Omar Guessoum1, Maria Luisa S. Sequeira-Lopez2, Ariel Gomez1,2

1 Department of Biology, University of Virginia, Charlottesville, VA 2 Department of Pediatrics, Division of Nephrology, University of Virginia School of Medicine.

Mentors: Ariel Gomez & Maria Luisa Sequeira-Lopez, Department of Pediatrics, Division of Nephrology.

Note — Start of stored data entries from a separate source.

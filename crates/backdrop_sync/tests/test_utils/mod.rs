//! Test utilities for synchronizer tests.
//!
//! Provides a scripted CDN transport, a store whose blob writes can be made
//! to fail, and manifest helpers.

#![allow(dead_code)]

pub mod mock_cdn;
pub mod flaky_store;

pub use flaky_store::FlakyStore;
pub use mock_cdn::MockCdn;

use backdrop_core::{Manifest, ManifestEntry, MediaType};
use backdrop_sync::{SyncConfig, SyncConfigBuilder};
use std::time::Duration;

pub const MANIFEST_URL: &str = "https://cdn.test/manifest.json";

/// Entry whose payloads live under `p/` and `f/` on the mock CDN.
pub fn entry(id: &str, version: &str, media_type: MediaType) -> ManifestEntry {
    ManifestEntry::new(
        id,
        version,
        format!("p/{}.webp", id),
        format!("f/{}.bin", id),
        media_type,
    )
}

pub fn manifest(version: &str, images: Vec<ManifestEntry>, videos: Vec<ManifestEntry>) -> Manifest {
    Manifest {
        version: version.to_string(),
        images,
        videos,
    }
}

/// Preview URL the synchronizer resolves for an id.
pub fn preview_url(id: &str) -> String {
    format!("https://cdn.test/p/{}.webp", id)
}

/// Full URL the synchronizer resolves for an id.
pub fn full_url(id: &str) -> String {
    format!("https://cdn.test/f/{}.bin", id)
}

/// Fast settings: two attempts, millisecond backoff.
pub fn test_config() -> SyncConfig {
    SyncConfigBuilder::default()
        .manifest_url(MANIFEST_URL)
        .max_attempts(2u32)
        .base_delay(Duration::from_millis(1))
        .manifest_timeout(Duration::from_secs(5))
        .build()
        .expect("valid test config")
}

Background: The Renin-Angiotensin-System (RAS) is essential to maintain blood pressure and fluid electrolyte homeostasis. The rate limiting step of the system is the activity of the hormone-enzyme renin which is released from juxtaglomerular (JG) cells of the kidney. In response to reduction in blood pressure, the number of renin cells in the kidney increase leading to a rise in circulating levels of renin. One way renin cell number can be increased is by phenotypic switching of neighboring vascular smooth muscle cells into renin cells. Early in development, renin expression is widespread and these progenitors give rise to numerous cell types including vascular smooth muscle, proximal tubules and collecting ducts. These cells, smooth muscle in particular, have a molecular memory of the renin cell program which they can activate during stress. The nature of this molecular memory is unknown and could involve epigenetic regulation of genes central to the identity of the renin cell. Alternatively, increased renin production could be accomplished by proliferation of pre-existing JG cells.

Objectives: 1) To test the hypothesis that renin lineage cells have permissive chromatin landscapes at genes central to the renin cell identity. 2) To test whether proliferation of renin cells contributes to increased renin production during stress.

Design and Methods: 1) Using the Cre-recombinase system, we labelled cells of the renin lineage with TdTomato and active renin cells with a transgenic YFP reporting renin expression allowing their isolation via FACS. We then performed ChIP-seq for H3K4me3 (an activating epigenetic mark), ATAC-seq to find open chromatin regions and RNA-seq to study the transcriptome 2) We performed co-immunofluorescence for renin & proliferation markers and quantified the # of co-localizations. We also performed RNA-seq on renin cells isolated using the YFP transgene to determine whether there was an increase in expression of proliferation markers in response to treatment with drugs that lower blood pressure.

Results: 1) Using immunofluorescence, we found few dividing renin cells under basal physiological conditions and this was not significantly increased during homeostatic stress. 2) RNA-seq of recruited renin cells showed negligible expression of proliferation markers indicating that JG cells do not proliferate to restore homeostasis 3) Using ATAC-seq and ChIP-seq on renin lineage cells, we found no signal at the renin gene or genes associated with smooth muscle, suggesting these cells are predominantly non-muscle 4) RNA-seq on renin lineage cells revealed enrichment of tubular and collecting duct genes which likely diluted the smooth muscle cells.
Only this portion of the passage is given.